Le processus de recherche action facilité par des professionnelles contribue à insérer
dans leur propre pratique organisationnelle
(regroupements féminins, GIE.), la
participation.
Cette participation de tous les membres leur permet de prendre conscience de leur rôle
d’acteurs, capables de réfléchir et d’agir.
La recherche action ne part pas du postulat qu’existent les financements d’un tel ou tel
projet déjà ficelé.
De ce fait, la clarté du discours avec les femmes de Wakhinane permet de proposer
des modes de recherche action, leur engagement étant déjà un indicateur de succès
1.5 OBJECTIFS DE LA RECHERCHE ACTION
a) Objectif général : construire une recherche action des femmes de Wakhinane sur
leurs conditions et leur qualité de vie
b) Objectifs spécifiques :
-
-
Connaitre et comprendre le système socio - économique, les conditions de vie des
femmes de la ville et du quartier Wakhinane 3
Analyser les problèmes qui découlent des conditions et de la situation des
femmes
Formuler des propositions en fonction de l’analyse des problèmes prioritaires des
femmes
Restituer les résultats de la recherche action aux femmes du quartier, aux
structures décentralisées (Municipalité, Développement Communautaire, CDEPS),
aux organisations sociales
Elaborer une planification des propositions des femmes
Capitaliser le processus de recherche action en tenant en compte des résultats
des restitutions.
1.6 ACTIVITES ET OUTILS DE LA RECHERCHE ACTION
a) La collecte de données
3
Elle a permis de cibler les personnes, les structures et de s’organiser. Ainsi, des
données sur la situation géographique, économique, sociale de la ville et du quartier ont
été recueillies auprès des structures décentralisées, des associations diverses.
b) Les interviews
Ils constituent le soubassement de la collecte de données. Avec l’observation
participante, les interviews ont permis d’interroger les membres des structures, des
femmes, des membres d’associations avec un questionnaire élaboré par les concernés
c) Les cartographies sociales
Elles ont été privilégiées. Les facilitatrices ont accompagné plusieurs séances de
cartographies sociales. Les femmes ont pu lire et discuter autour de leur environnement,
leur situation et leur condition
d) Les ateliers
Il y a eu deux types d’ateliers :
- les ateliers de restitution: en effet, les données collectées par le groupe de
recherche action, les interviews, les résultats de la recherche action ont été
restitué aux autres membres des groupements féminins, aux structures
étatiques et aux organisations sociales
-
les ateliers de mise en commun pour stabiliser les données en tenant compte des
conclusions, débats lors des restitutions
1.7. EVOLUTION DE L’ORGANISATION TECHNIQUE DE LA RECHERCHE
ACTION
a) Une recherche action qui a évolué dans sa dynamique
Au début de la recherche action, il a été convenu que le groupe de recherche action
allait ensemble conduire tout le processus. Mais, cette approche a évolué à l’issue de la
formation sur le genre au Maroc (Mars 2008), à laquelle ont participé deux facilitatrices
de l’équipe de Pikine.
Cette formation a eu des conséquences sur le terrain. En effet, elle a permis de mieux
appréhender les questions relatives au Genre, notamment, les modalités de travail dans
la perspective de genre. A leur retour du Maroc, les facilitatrices ont organisé une
restitution formation pour le groupe de femmes.
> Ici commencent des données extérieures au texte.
// src/ingest/providers/caltrans_cwwp2.rs
//! Caltrans CWWP2 JSON feeds: chain controls (`cc`) and lane closures (`lcs`).
//!
//! District files wrap each record (`{"data":[{"cc":{...}}]}`) and nest most
//! fields inside `location` / `statusData` / `closure` objects, with spelling
//! that varies by district. Fields are read through [`LenientRecord`].

use chrono::{DateTime, Datelike, Duration, NaiveDate, NaiveDateTime, TimeZone, Utc, Weekday};
use serde_json::{Map, Value};

use super::{epoch_to_utc, point_from, ParseContext};
use crate::error::IngestError;
use crate::ingest::clean_text;
use crate::ingest::extract::{
    extract_chain_level, extract_direction, extract_direction_field, extract_highway,
    extract_route_field, RouteTable,
};
use crate::ingest::fields::{FieldSpec, LenientRecord};
use crate::ingest::types::{
    ChainLevel, EventKind, GeoPoint, LaneClosure, NormalizedEvent, SourceId, ValidityWindow,
};

pub const CHAIN_CONTROL_URLS: [&str; 2] = [
    "https://cwwp2.dot.ca.gov/data/d3/cc/ccStatusD03.json",
    "https://cwwp2.dot.ca.gov/data/d10/cc/ccStatusD10.json",
];

pub const LANE_CLOSURE_URLS: [&str; 2] = [
    "https://cwwp2.dot.ca.gov/data/d3/lcs/lcsStatusD03.json",
    "https://cwwp2.dot.ca.gov/data/d10/lcs/lcsStatusD10.json",
];

#[derive(Debug, Clone, Copy)]
enum Cc {
    LocationName,
    NearbyPlace,
    Latitude,
    Longitude,
    Direction,
    Route,
    Status,
    StatusDescription,
    StatusDate,
    StatusTime,
}

impl FieldSpec for Cc {
    fn aliases(self) -> &'static [&'static str] {
        match self {
            Cc::LocationName => &["locationName", "LocationName"],
            Cc::NearbyPlace => &["nearbyPlace", "NearbyPlace"],
            Cc::Latitude => &["latitude", "Latitude"],
            Cc::Longitude => &["longitude", "Longitude"],
            Cc::Direction => &["direction", "Direction", "dir", "Dir"],
            Cc::Route => &["route", "Route"],
            Cc::Status => &["status", "Status"],
            Cc::StatusDescription => &["statusDescription", "StatusDescription"],
            Cc::StatusDate => &["statusDate", "StatusDate"],
            Cc::StatusTime => &["statusTime", "StatusTime"],
        }
    }
}

#[derive(Debug, Clone, Copy)]
enum Lcs {
    TravelFlowDirection,
    BeginRoute,
    EndRoute,
    BeginLatitude,
    BeginLongitude,
    BeginLocationName,
    EndLocationName,
    BeginNearbyPlace,
    EndNearbyPlace,
    TypeOfClosure,
    TypeOfWork,
    LanesClosed,
    TotalExistingLanes,
    ClosureStartEpoch,
    ClosureEndEpoch,
}

impl FieldSpec for Lcs {
    fn aliases(self) -> &'static [&'static str] {
        match self {
            Lcs::TravelFlowDirection => &["travelFlowDirection", "TravelFlowDirection"],
            Lcs::BeginRoute => &["beginRoute", "BeginRoute"],
            Lcs::EndRoute => &["endRoute", "EndRoute"],
            Lcs::BeginLatitude => &["beginLatitude", "BeginLatitude"],
            Lcs::BeginLongitude => &["beginLongitude", "BeginLongitude"],
            Lcs::BeginLocationName => &["beginLocationName", "BeginLocationName"],
            Lcs::EndLocationName => &["endLocationName", "EndLocationName"],
            Lcs::BeginNearbyPlace => &["beginNearbyPlace", "BeginNearbyPlace"],
            Lcs::EndNearbyPlace => &["endNearbyPlace", "EndNearbyPlace"],
            Lcs::TypeOfClosure => &["typeOfClosure", "TypeOfClosure"],
            Lcs::TypeOfWork => &["typeOfWork", "TypeOfWork"],
            Lcs::LanesClosed => &["lanesClosed", "LanesClosed"],
            Lcs::TotalExistingLanes => &["totalExistingLanes", "TotalExistingLanes"],
            Lcs::ClosureStartEpoch => &["closureStartEpoch", "ClosureStartEpoch"],
            Lcs::ClosureEndEpoch => &["closureEndEpoch", "ClosureEndEpoch"],
        }
    }
}

/// Records of a district file. Accepts the wrapped `{data:[{cc:{..}}]}` form,
/// a bare array, and array items that are not wrapped.
fn records<'a>(
    root: &'a Value,
    wrapper: &str,
) -> Result<Vec<&'a Map<String, Value>>, IngestError> {
    let items = match root {
        Value::Array(items) => items,
        Value::Object(obj) => match obj.get("data") {
            Some(Value::Array(items)) => items,
            _ => return Err(IngestError::parse("cwwp2: missing `data` array")),
        },
        _ => return Err(IngestError::parse("cwwp2: expected object or array")),
    };
    Ok(items
        .iter()
        .filter_map(Value::as_object)
        .map(|item| match item.get(wrapper) {
            Some(Value::Object(inner)) => inner,
            _ => item,
        })
        .collect())
}

fn decode(body: &[u8]) -> Result<Value, IngestError> {
    serde_json::from_slice(body).map_err(|e| IngestError::parse(format!("cwwp2 json: {e}")))
}

/// Parse one chain-control district file.
pub fn parse_chain_controls(
    body: &[u8],
    ctx: &ParseContext,
) -> Result<Vec<NormalizedEvent>, IngestError> {
    let root = decode(body)?;
    Ok(records(&root, "cc")?
        .into_iter()
        .filter_map(|obj| chain_control_event(LenientRecord::new(obj), ctx))
        .collect())
}

fn chain_control_event(r: LenientRecord<'_>, ctx: &ParseContext) -> Option<NormalizedEvent> {
    let table = RouteTable::California;
    let location = clean_text(&r.text(Cc::LocationName));
    let nearby = clean_text(&r.text(Cc::NearbyPlace));
    let route = r.text(Cc::Route);
    let status = clean_text(&r.text(Cc::Status));
    let description = clean_text(&r.text(Cc::StatusDescription));

    let place_text = format!("{location} {nearby} {description}");
    let highway = extract_route_field(&route, table).or_else(|| extract_highway(&place_text, table));
    let direction = r
        .string(Cc::Direction)
        .and_then(|d| extract_direction_field(&d))
        .or_else(|| extract_direction(&place_text));

    let chain_level = match extract_chain_level(&status) {
        ChainLevel::Unknown => extract_chain_level(&description),
        level => level,
    };

    let title = if !location.is_empty() {
        location.clone()
    } else if !nearby.is_empty() {
        nearby.clone()
    } else {
        String::new()
    };
    let status_text = if !description.is_empty() {
        description
    } else {
        status
    };

    if highway.is_none() && title.is_empty() && status_text.is_empty() {
        return None;
    }
    let point = point_from(r.number(Cc::Latitude), r.number(Cc::Longitude));
    if !is_relevant(highway.as_deref(), point, ctx) {
        return None;
    }

    let last_updated_at = parse_pacific(&r.text(Cc::StatusDate), &r.text(Cc::StatusTime))
        .unwrap_or(ctx.generated_at);

    Some(
        NormalizedEvent {
            id: String::new(),
            source: SourceId::CaltransChainControl,
            kind: EventKind::ChainControl,
            title: if title.is_empty() {
                "Chain control".to_string()
            } else {
                title
            },
            status_text,
            highway,
            direction,
            chain_level: Some(chain_level),
            point,
            validity_window: None,
            closure: None,
            encoded_polyline: None,
            last_updated_at,
        }
        .sealed(),
    )
}

/// Parse one lane-closure district file.
pub fn parse_lane_closures(
    body: &[u8],
    ctx: &ParseContext,
) -> Result<Vec<NormalizedEvent>, IngestError> {
    let root = decode(body)?;
    Ok(records(&root, "lcs")?
        .into_iter()
        .filter_map(|obj| lane_closure_event(LenientRecord::new(obj), ctx))
        .collect())
}

fn lane_closure_event(r: LenientRecord<'_>, ctx: &ParseContext) -> Option<NormalizedEvent> {
    let table = RouteTable::California;
    let begin_name = clean_text(&r.text(Lcs::BeginLocationName));
    let end_name = clean_text(&r.text(Lcs::EndLocationName));
    let begin_place = clean_text(&r.text(Lcs::BeginNearbyPlace));
    let end_place = clean_text(&r.text(Lcs::EndNearbyPlace));

    let highway = extract_route_field(&r.text(Lcs::BeginRoute), table)
        .or_else(|| extract_route_field(&r.text(Lcs::EndRoute), table))
        .or_else(|| {
            [&begin_name, &end_name, &begin_place, &end_place]
                .into_iter()
                .find_map(|s| extract_highway(s, table))
        });
    let direction = r
        .string(Lcs::TravelFlowDirection)
        .and_then(|d| extract_direction_field(&d));

    let closure = LaneClosure {
        lanes_closed: r.count(Lcs::LanesClosed),
        total_lanes: r.count(Lcs::TotalExistingLanes),
        closure_type: clean_text(&r.text(Lcs::TypeOfClosure)),
        work_type: clean_text(&r.text(Lcs::TypeOfWork)),
    };

    let start = r.number(Lcs::ClosureStartEpoch).and_then(epoch_to_utc);
    let end = r.number(Lcs::ClosureEndEpoch).and_then(epoch_to_utc);
    let validity_window = (start.is_some() || end.is_some()).then_some(ValidityWindow { start, end });

    let title = match (begin_name.is_empty(), end_name.is_empty()) {
        (false, false) if begin_name != end_name => format!("{begin_name} to {end_name}"),
        (false, _) => begin_name.clone(),
        (true, false) => end_name.clone(),
        (true, true) if !begin_place.is_empty() => begin_place.clone(),
        _ => "Lane closure".to_string(),
    };
    let status_text = closure_status_text(&closure);

    let point = point_from(r.number(Lcs::BeginLatitude), r.number(Lcs::BeginLongitude));
    if !is_relevant(highway.as_deref(), point, ctx) {
        return None;
    }

    Some(
        NormalizedEvent {
            id: String::new(),
            source: SourceId::CaltransLaneClosure,
            kind: EventKind::LaneClosure,
            highway,
            direction,
            title,
            status_text,
            chain_level: None,
            point,
            validity_window,
            encoded_polyline: None,
            last_updated_at: start.or(end).unwrap_or(ctx.generated_at),
            closure: Some(closure),
        }
        .sealed(),
    )
}

/// "2 of 4 lanes closed - Paving", falling back to the closure type.
fn closure_status_text(c: &LaneClosure) -> String {
    let lanes = match (c.lanes_closed, c.total_lanes) {
        (Some(closed), Some(total)) if total > 0 => format!("{closed} of {total} lanes closed"),
        (Some(closed), _) => format!("{closed} lanes closed"),
        _ if !c.closure_type.is_empty() => c.closure_type.clone(),
        _ => "Lane closure".to_string(),
    };
    if c.work_type.is_empty() {
        lanes
    } else {
        format!("{lanes} - {}", c.work_type)
    }
}

fn is_relevant(highway: Option<&str>, point: Option<GeoPoint>, ctx: &ParseContext) -> bool {
    match (highway, point) {
        (Some(hw), _) if RouteTable::California.is_allowed(hw) => true,
        (_, Some(p)) => ctx.bounds.contains(p),
        _ => false,
    }
}

const LOCAL_FORMATS: [&str; 10] = [
    "%m/%d/%y %H:%M",
    "%m/%d/%y %I:%M %p",
    "%m/%d/%Y %H:%M",
    "%m/%d/%Y %I:%M %p",
    "%m/%d/%Y %H:%M:%S",
    "%m/%d/%Y %I:%M:%S %p",
    "%Y-%m-%d %H:%M:%S",
    "%Y-%m-%d %H:%M",
    "%Y-%m-%dT%H:%M:%S",
    "%Y-%m-%dT%H:%M",
];

/// CWWP2 `statusDate` + `statusTime`, given in California local time.
pub fn parse_pacific(date: &str, time: &str) -> Option<DateTime<Utc>> {
    let combined = format!("{} {}", date.trim(), time.trim());
    let combined = combined.trim();
    if combined.is_empty() {
        return None;
    }
    let local = LOCAL_FORMATS
        .iter()
        .find_map(|f| NaiveDateTime::parse_from_str(combined, f).ok())?;
    let offset_hours = if is_pacific_dst(local) { 7 } else { 8 };
    Some(Utc.from_utc_datetime(&(local + Duration::hours(offset_hours))))
}

/// US daylight time: second Sunday of March 02:00 to first Sunday of
/// November 02:00, local wall clock.
fn is_pacific_dst(local: NaiveDateTime) -> bool {
    let year = local.date().year();
    let at_two = |d: NaiveDate| d.and_hms_opt(2, 0, 0);
    let start = NaiveDate::from_weekday_of_month_opt(year, 3, Weekday::Sun, 2).and_then(at_two);
    let end = NaiveDate::from_weekday_of_month_opt(year, 11, Weekday::Sun, 1).and_then(at_two);
    match (start, end) {
        (Some(s), Some(e)) => local >= s && local < e,
        _ => false,
    }
}

#[cfg(test)]
mod tests {
    use super::*;
    use crate::ingest::types::Direction;

    fn ctx() -> ParseContext {
        ParseContext::new(Utc.with_ymd_and_hms(2025, 1, 10, 20, 0, 0).unwrap())
    }

    #[test]
    fn pacific_time_handles_standard_and_daylight() {
        let winter = parse_pacific("1/10/2025", "8:30").unwrap();
        assert_eq!(winter, Utc.with_ymd_and_hms(2025, 1, 10, 16, 30, 0).unwrap());
        let summer = parse_pacific("2024-07-01", "08:30:00").unwrap();
        assert_eq!(summer, Utc.with_ymd_and_hms(2024, 7, 1, 15, 30, 0).unwrap());
        let pm = parse_pacific("12/24/24", "3:05 PM").unwrap();
        assert_eq!(pm, Utc.with_ymd_and_hms(2024, 12, 24, 23, 5, 0).unwrap());
        assert!(parse_pacific("", "").is_none());
        assert!(parse_pacific("yesterday", "noon").is_none());
    }

    #[test]
    fn wrapped_chain_control_with_nested_fields() {
        let body = r#"{"data":[{"cc":{
            "index":"1",
            "location":{"locationName":"Kingvale","nearbyPlace":"Soda Springs",
                        "latitude":"39.3167","longitude":"-120.4333",
                        "direction":"East","route":"I-80"},
            "statusData":{"status":"R2","statusDescription":"Chains required except 4WD with snow tires",
                          "statusDate":"01/10/2025","statusTime":"06:15"}
        }}]}"#;
        let evs = parse_chain_controls(body.as_bytes(), &ctx()).unwrap();
        assert_eq!(evs.len(), 1);
        let e = &evs[0];
        assert_eq!(e.highway.as_deref(), Some("I-80"));
        assert_eq!(e.direction, Some(Direction::EB));
        assert_eq!(e.chain_level, Some(ChainLevel::R2));
        assert_eq!(e.title, "Kingvale");
        assert_eq!(e.last_updated_at, Utc.with_ymd_and_hms(2025, 1, 10, 14, 15, 0).unwrap());
    }

    #[test]
    fn lane_closure_window_and_status_text() {
        let body = r#"{"data":[{"lcs":{
            "travelFlowDirection":"Westbound","beginRoute":"050",
            "beginLocationName":"Echo Summit","endLocationName":"Meyers",
            "typeOfClosure":"Lane","typeOfWork":"Paving",
            "lanesClosed":"1","totalExistingLanes":"2",
            "closureStartEpoch":1736496000,"closureEndEpoch":"1736539200000"
        }}]}"#;
        let evs = parse_lane_closures(body.as_bytes(), &ctx()).unwrap();
        assert_eq!(evs.len(), 1);
        let e = &evs[0];
        assert_eq!(e.highway.as_deref(), Some("US-50"));
        assert_eq!(e.direction, Some(Direction::WB));
        assert_eq!(e.title, "Echo Summit to Meyers");
        assert_eq!(e.status_text, "1 of 2 lanes closed - Paving");
        let w = e.validity_window.unwrap();
        assert_eq!(w.start, Utc.timestamp_opt(1_736_496_000, 0).single());
        assert_eq!(w.end, Utc.timestamp_opt(1_736_539_200, 0).single());
        assert_eq!(Some(e.last_updated_at), w.start);
    }

    #[test]
    fn unexpected_shapes_are_parse_errors() {
        assert!(parse_chain_controls(b"not json", &ctx()).is_err());
        assert!(parse_lane_closures(br#"{"status":"ok"}"#, &ctx()).is_err());
        assert!(parse_chain_controls(b"[]", &ctx()).unwrap().is_empty());
    }
}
C’est ainsi que, le groupe de recherche action des femmes a été scindé en deux, chaque
groupe ayant deux facilitatrices :
- le premier groupe élabore sa planification spécifique pour diagnostiquer la
situation de genre dans la ville et le quartier Wakhinane. Par situation de genre, il
est entendu les aspects relatifs à l’éducation, à la culture, à l’économie…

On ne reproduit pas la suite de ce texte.